Task statement: Starting at the first line of the entries below, output every line exactly, up to and including the line with "pub mod monitor;".

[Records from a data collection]
* * * *

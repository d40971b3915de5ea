// gpio-shutdown - Long-press GPIO shutdown button monitor
// SPDX-License-Identifier: GPL-3.0-or-later

pub mod config;
pub mod defaults;
pub mod gpio;
pub mod halt;
pub mod helpers;
pub mod hold;
pub mod logger;
pub mod monitor;
pub mod signals;
pub mod systemd;
// Debounce and hold-confirmation state machine
// SPDX-License-Identifier: GPL-3.0-or-later
//
// Debouncing comes from the poll cadence alone: a flicker shorter than the
// poll interval is never sampled, and any idle sample drops the candidate.

use std::fmt;
use std::time::{Duration, Instant};

#[derive(Debug, Clone, Copy, PartialEq, Eq)]
pub enum State {
    Idle,
    /// Actuated continuously since `since`
    Candidate { since: Instant },
    /// Terminal
    Confirmed,
}

impl State {
    fn name(&self) -> &'static str {
        match self {
            State::Idle => "idle",
            State::Candidate { .. } => "candidate",
            State::Confirmed => "confirmed",
        }
    }
}

impl fmt::Display for State {
    fn fmt(&self, f: &mut fmt::Formatter<'_>) -> fmt::Result {
        f.write_str(self.name())
    }
}

/// Result of feeding one sample to the evaluator
#[derive(Debug, Clone, Copy, PartialEq, Eq)]
pub enum Transition {
    None,
    /// Idle -> Candidate
    Pressed,
    /// Candidate -> Idle before the hold duration elapsed
    Released { held: Duration },
    /// Hold duration reached; call `verify` with a fresh sample
    HoldElapsed { held: Duration },
    /// Candidate -> Confirmed
    Confirmed { held: Duration },
}

#[derive(Debug)]
pub struct HoldEvaluator {
    hold: Duration,
    state: State,
}

impl HoldEvaluator {
    pub fn new(hold: Duration) -> Self {
        Self {
            hold,
            state: State::Idle,
        }
    }

    pub fn state(&self) -> State {
        self.state
    }

    pub fn is_confirmed(&self) -> bool {
        self.state == State::Confirmed
    }

    /// Feed one sample taken at `now`
    pub fn observe(&mut self, actuated: bool, now: Instant) -> Transition {
        match (self.state, actuated) {
            (State::Confirmed, _) => Transition::None,
            (State::Idle, false) => Transition::None,
            (State::Idle, true) => {
                self.state = State::Candidate { since: now };
                Transition::Pressed
            }
            (State::Candidate { since }, false) => {
                self.state = State::Idle;
                Transition::Released {
                    held: now.saturating_duration_since(since),
                }
            }
            (State::Candidate { since }, true) => {
                let held = now.saturating_duration_since(since);
                if held >= self.hold {
                    Transition::HoldElapsed { held }
                } else {
                    Transition::None
                }
            }
        }
    }

    /// Re-check taken right before promotion, so a release that raced the
    /// timer is not mistaken for a completed hold
    pub fn verify(&mut self, actuated: bool, now: Instant) -> Transition {
        let State::Candidate { since } = self.state else {
            return Transition::None;
        };
        let held = now.saturating_duration_since(since);

        if actuated && held >= self.hold {
            self.state = State::Confirmed;
            Transition::Confirmed { held }
        } else if actuated {
            Transition::None
        } else {
            self.state = State::Idle;
            Transition::Released { held }
        }
    }
}

#[cfg(test)]
mod tests {
    use super::*;

    const POLL: Duration = Duration::from_millis(100);
    const HOLD: Duration = Duration::from_secs(2);

    /// Feed samples at POLL spacing, verifying on HoldElapsed with the same sample
    fn feed(evaluator: &mut HoldEvaluator, start: Instant, samples: &[bool]) -> Vec<Transition> {
        let mut out = Vec::new();
        for (i, &actuated) in samples.iter().enumerate() {
            let now = start + POLL * i as u32;
            let t = evaluator.observe(actuated, now);
            let t = match t {
                Transition::HoldElapsed { .. } => evaluator.verify(actuated, now),
                other => other,
            };
            if t != Transition::None {
                out.push(t);
            }
        }
        out
    }

    #[test]
    fn test_idle_samples_stay_idle() {
        let mut evaluator = HoldEvaluator::new(HOLD);
        let transitions = feed(&mut evaluator, Instant::now(), &[false; 5]);
        assert!(transitions.is_empty());
        assert_eq!(evaluator.state(), State::Idle);
    }

    #[test]
    fn test_short_press_reverts_to_idle() {
        let mut evaluator = HoldEvaluator::new(HOLD);
        let mut samples = vec![true; 15];
        samples.push(false);

        let transitions = feed(&mut evaluator, Instant::now(), &samples);
        assert_eq!(
            transitions,
            vec![
                Transition::Pressed,
                Transition::Released {
                    held: Duration::from_millis(1500)
                }
            ]
        );
        assert_eq!(evaluator.state(), State::Idle);
    }

    #[test]
    fn test_full_hold_confirms_on_twenty_first_sample() {
        let mut evaluator = HoldEvaluator::new(HOLD);
        let start = Instant::now();

        let transitions = feed(&mut evaluator, start, &[true; 20]);
        assert_eq!(transitions, vec![Transition::Pressed]);
        assert!(matches!(evaluator.state(), State::Candidate { since } if since == start));

        let now = start + POLL * 20;
        assert_eq!(
            evaluator.observe(true, now),
            Transition::HoldElapsed { held: HOLD }
        );
        assert_eq!(
            evaluator.verify(true, now),
            Transition::Confirmed { held: HOLD }
        );
        assert!(evaluator.is_confirmed());
    }

    #[test]
    fn test_release_racing_the_timer_is_rejected() {
        let mut evaluator = HoldEvaluator::new(HOLD);
        let start = Instant::now();
        evaluator.observe(true, start);
        let now = start + HOLD;
        assert!(matches!(
            evaluator.observe(true, now),
            Transition::HoldElapsed { .. }
        ));
        assert_eq!(
            evaluator.verify(false, now),
            Transition::Released { held: HOLD }
        );
        assert_eq!(evaluator.state(), State::Idle);
    }

    #[test]
    fn test_confirmed_is_terminal() {
        let mut evaluator = HoldEvaluator::new(HOLD);
        let start = Instant::now();
        feed(&mut evaluator, start, &[true; 21]);
        assert!(evaluator.is_confirmed());

        let later = start + Duration::from_secs(10);
        assert_eq!(evaluator.observe(false, later), Transition::None);
        assert_eq!(evaluator.observe(true, later), Transition::None);
        assert_eq!(evaluator.verify(true, later), Transition::None);
        assert!(evaluator.is_confirmed());
    }

    #[test]
    fn test_hold_does_not_carry_over_a_release() {
        let mut evaluator = HoldEvaluator::new(HOLD);
        let mut samples = vec![true; 15];
        samples.push(false);
        samples.extend(vec![true; 15]);

        let transitions = feed(&mut evaluator, Instant::now(), &samples);
        assert!(!transitions
            .iter()
            .any(|t| matches!(t, Transition::Confirmed { .. })));
        assert!(matches!(evaluator.state(), State::Candidate { .. }));
    }

    #[test]
    fn test_any_press_shorter_than_hold_never_confirms() {
        for pressed in 1..=20 {
            let mut evaluator = HoldEvaluator::new(HOLD);
            let mut samples = vec![false; 3];
            samples.extend(vec![true; pressed]);
            samples.extend(vec![false; 3]);

            let transitions = feed(&mut evaluator, Instant::now(), &samples);
            assert!(
                !transitions
                    .iter()
                    .any(|t| matches!(t, Transition::Confirmed { .. })),
                "{} actuated samples confirmed",
                pressed
            );
            assert_eq!(evaluator.state(), State::Idle);
        }
    }

    #[test]
    fn test_state_display() {
        let mut evaluator = HoldEvaluator::new(HOLD);
        let start = Instant::now();
        assert_eq!(evaluator.state().to_string(), "idle");
        evaluator.observe(true, start);
        assert_eq!(evaluator.state().to_string(), "candidate");
        evaluator.observe(true, start + HOLD);
        evaluator.verify(true, start + HOLD);
        assert_eq!(evaluator.state().to_string(), "confirmed");
    }
}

* * * *

The completed task:
repository d40971b3915de5ea
// gpio-shutdown - Long-press GPIO shutdown button monitor
// SPDX-License-Identifier: GPL-3.0-or-later

pub mod config;
pub mod defaults;
pub mod gpio;
pub mod halt;
pub mod helpers;
pub mod hold;
pub mod logger;
pub mod monitor;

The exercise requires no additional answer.